Data extracted from a collection:
---------------

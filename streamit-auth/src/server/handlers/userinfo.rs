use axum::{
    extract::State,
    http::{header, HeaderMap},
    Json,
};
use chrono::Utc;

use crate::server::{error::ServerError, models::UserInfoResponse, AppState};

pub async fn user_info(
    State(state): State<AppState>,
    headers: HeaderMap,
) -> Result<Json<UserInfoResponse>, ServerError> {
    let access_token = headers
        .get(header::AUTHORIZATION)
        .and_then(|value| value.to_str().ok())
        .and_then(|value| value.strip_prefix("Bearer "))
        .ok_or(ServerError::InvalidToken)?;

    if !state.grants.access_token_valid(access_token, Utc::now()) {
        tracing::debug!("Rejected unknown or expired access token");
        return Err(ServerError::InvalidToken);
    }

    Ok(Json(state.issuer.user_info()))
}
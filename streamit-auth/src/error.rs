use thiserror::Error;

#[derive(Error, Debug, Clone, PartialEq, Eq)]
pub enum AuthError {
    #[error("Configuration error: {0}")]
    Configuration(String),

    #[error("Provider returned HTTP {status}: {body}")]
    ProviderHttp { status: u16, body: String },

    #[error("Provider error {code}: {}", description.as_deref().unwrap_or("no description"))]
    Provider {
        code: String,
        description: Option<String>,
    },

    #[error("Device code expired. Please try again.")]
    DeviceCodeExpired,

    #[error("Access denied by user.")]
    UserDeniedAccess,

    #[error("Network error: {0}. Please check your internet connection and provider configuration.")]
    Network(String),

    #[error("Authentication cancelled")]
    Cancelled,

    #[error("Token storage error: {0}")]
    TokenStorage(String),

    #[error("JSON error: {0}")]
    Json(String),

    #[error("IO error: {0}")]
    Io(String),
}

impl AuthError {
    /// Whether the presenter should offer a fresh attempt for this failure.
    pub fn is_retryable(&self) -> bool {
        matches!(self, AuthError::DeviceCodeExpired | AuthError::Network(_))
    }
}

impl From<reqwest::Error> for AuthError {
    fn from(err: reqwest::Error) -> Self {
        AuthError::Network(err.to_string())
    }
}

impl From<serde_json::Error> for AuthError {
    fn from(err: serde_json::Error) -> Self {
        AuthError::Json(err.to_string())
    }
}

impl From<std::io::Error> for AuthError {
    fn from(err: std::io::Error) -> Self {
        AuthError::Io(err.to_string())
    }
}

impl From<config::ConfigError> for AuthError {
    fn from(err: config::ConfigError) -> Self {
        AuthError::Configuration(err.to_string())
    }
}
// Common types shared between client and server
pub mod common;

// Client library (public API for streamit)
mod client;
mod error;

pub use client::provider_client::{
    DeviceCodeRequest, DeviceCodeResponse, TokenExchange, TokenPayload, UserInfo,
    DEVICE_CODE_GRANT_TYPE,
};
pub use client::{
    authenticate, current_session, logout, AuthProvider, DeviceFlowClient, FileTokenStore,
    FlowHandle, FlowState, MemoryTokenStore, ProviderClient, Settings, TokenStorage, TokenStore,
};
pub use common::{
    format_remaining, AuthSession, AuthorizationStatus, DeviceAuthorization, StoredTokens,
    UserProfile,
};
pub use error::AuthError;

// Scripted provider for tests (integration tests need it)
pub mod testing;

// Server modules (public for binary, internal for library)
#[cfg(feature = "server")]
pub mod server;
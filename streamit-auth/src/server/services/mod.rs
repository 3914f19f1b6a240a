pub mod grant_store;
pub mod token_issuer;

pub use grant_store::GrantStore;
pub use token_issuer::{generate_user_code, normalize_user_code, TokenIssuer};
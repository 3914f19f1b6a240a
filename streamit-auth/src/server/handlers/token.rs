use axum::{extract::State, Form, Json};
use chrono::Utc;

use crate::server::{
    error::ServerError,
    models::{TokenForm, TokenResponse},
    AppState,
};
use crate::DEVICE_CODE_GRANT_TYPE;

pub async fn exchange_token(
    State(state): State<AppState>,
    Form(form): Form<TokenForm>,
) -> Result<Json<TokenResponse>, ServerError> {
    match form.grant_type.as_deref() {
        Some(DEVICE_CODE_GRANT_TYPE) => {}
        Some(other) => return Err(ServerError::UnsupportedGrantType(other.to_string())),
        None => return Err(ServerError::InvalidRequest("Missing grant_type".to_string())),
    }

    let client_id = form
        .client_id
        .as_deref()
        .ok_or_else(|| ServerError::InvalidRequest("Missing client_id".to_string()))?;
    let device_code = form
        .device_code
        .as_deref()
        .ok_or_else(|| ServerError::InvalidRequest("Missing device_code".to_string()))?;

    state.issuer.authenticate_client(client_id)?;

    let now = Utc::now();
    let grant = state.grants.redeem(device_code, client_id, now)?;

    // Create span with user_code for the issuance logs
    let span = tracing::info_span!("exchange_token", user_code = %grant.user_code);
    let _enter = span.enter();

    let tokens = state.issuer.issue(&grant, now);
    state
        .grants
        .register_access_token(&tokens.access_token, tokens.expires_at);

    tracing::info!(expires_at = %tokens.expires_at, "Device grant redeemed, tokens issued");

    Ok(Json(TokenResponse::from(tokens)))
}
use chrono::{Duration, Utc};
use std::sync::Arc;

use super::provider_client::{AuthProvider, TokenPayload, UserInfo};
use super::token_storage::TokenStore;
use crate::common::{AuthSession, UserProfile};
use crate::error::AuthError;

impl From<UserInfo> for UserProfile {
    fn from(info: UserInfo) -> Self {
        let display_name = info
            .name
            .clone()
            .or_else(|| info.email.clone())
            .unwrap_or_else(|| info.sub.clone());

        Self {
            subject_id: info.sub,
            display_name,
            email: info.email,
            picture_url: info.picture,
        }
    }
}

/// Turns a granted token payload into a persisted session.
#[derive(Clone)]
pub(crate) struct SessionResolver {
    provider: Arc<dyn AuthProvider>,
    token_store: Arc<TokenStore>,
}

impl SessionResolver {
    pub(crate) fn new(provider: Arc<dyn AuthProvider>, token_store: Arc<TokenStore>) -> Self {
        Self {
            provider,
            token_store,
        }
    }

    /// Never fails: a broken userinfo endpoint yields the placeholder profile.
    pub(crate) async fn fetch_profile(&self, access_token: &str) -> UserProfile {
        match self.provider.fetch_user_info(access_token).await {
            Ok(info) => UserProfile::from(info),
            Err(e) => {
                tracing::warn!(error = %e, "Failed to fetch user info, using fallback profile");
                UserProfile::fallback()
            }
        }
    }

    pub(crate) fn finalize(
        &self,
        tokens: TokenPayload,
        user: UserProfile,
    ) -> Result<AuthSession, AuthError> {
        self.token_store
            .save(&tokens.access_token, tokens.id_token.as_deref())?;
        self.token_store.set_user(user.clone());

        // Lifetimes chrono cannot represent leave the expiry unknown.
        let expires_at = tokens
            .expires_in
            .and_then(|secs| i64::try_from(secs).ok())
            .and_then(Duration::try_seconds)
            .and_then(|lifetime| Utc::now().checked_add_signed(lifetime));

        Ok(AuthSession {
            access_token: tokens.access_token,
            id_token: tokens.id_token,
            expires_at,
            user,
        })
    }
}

---------------

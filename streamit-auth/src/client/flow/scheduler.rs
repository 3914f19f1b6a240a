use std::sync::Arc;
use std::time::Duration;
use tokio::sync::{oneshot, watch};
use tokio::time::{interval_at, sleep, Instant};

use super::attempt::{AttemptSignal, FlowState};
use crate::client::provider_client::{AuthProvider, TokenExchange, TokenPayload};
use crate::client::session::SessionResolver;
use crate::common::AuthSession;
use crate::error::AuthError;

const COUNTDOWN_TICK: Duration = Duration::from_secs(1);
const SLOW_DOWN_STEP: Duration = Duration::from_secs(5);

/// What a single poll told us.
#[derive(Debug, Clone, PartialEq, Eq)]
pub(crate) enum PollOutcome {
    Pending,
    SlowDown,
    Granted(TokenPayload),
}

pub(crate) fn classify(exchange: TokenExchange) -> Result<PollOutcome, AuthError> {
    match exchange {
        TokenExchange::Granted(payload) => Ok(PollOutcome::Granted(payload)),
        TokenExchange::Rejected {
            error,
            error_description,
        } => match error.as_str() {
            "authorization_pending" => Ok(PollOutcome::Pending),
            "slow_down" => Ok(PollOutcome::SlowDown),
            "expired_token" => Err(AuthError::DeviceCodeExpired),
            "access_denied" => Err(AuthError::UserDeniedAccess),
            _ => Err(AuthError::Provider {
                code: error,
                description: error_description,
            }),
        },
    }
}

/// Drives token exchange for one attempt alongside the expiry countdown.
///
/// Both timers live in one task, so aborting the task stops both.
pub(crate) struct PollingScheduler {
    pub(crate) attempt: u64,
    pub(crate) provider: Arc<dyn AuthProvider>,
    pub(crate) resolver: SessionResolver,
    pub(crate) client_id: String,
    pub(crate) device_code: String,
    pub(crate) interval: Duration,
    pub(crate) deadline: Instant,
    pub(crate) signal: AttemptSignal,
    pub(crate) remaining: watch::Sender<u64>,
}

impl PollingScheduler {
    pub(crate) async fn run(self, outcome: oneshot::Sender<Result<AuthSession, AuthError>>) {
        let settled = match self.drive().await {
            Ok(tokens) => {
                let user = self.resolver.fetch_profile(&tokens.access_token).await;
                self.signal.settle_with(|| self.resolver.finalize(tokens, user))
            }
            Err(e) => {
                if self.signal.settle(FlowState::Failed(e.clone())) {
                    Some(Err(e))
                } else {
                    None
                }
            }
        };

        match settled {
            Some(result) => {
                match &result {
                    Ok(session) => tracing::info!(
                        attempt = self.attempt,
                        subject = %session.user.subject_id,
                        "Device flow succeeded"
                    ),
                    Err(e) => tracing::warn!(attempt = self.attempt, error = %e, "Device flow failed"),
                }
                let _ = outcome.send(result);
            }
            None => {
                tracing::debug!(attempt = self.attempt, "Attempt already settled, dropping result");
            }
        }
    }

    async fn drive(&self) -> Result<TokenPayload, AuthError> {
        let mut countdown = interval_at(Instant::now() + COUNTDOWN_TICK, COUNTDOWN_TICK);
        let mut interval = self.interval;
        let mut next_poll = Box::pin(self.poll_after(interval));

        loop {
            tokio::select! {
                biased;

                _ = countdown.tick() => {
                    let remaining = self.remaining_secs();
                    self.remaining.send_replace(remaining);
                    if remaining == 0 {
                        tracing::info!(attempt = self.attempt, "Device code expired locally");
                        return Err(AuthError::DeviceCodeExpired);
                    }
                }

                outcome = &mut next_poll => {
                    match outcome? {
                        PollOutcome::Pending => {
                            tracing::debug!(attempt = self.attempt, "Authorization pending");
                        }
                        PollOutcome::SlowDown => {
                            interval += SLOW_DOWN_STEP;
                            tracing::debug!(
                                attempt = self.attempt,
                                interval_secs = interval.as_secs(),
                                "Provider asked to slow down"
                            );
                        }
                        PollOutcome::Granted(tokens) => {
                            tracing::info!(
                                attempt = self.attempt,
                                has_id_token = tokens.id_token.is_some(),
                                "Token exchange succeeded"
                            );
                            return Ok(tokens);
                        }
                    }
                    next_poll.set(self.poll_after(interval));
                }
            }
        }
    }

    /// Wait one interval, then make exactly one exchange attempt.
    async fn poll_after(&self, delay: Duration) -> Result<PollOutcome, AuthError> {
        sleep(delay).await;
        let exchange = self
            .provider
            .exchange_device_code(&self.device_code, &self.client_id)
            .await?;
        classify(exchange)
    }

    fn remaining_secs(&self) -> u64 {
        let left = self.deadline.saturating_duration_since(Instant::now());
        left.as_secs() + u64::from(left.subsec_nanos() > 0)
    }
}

---------------

### TASK INSTRUCTIONS
Please give again the lines above between the line holding "filename streamit-auth/src/client/flow/scheduler.rs" and the line holding "const COUNTDOWN_TICK: Duration", inclusive, exactly as they are and with nothing added.

### SOLUTION BELOW
filename streamit-auth/src/client/flow/scheduler.rs
repository 3914f19f1b6a240a
use std::sync::Arc;
use std::time::Duration;
use tokio::sync::{oneshot, watch};
use tokio::time::{interval_at, sleep, Instant};

use super::attempt::{AttemptSignal, FlowState};
use crate::client::provider_client::{AuthProvider, TokenExchange, TokenPayload};
use crate::client::session::SessionResolver;
use crate::common::AuthSession;
use crate::error::AuthError;

const COUNTDOWN_TICK: Duration = Duration::from_secs(1);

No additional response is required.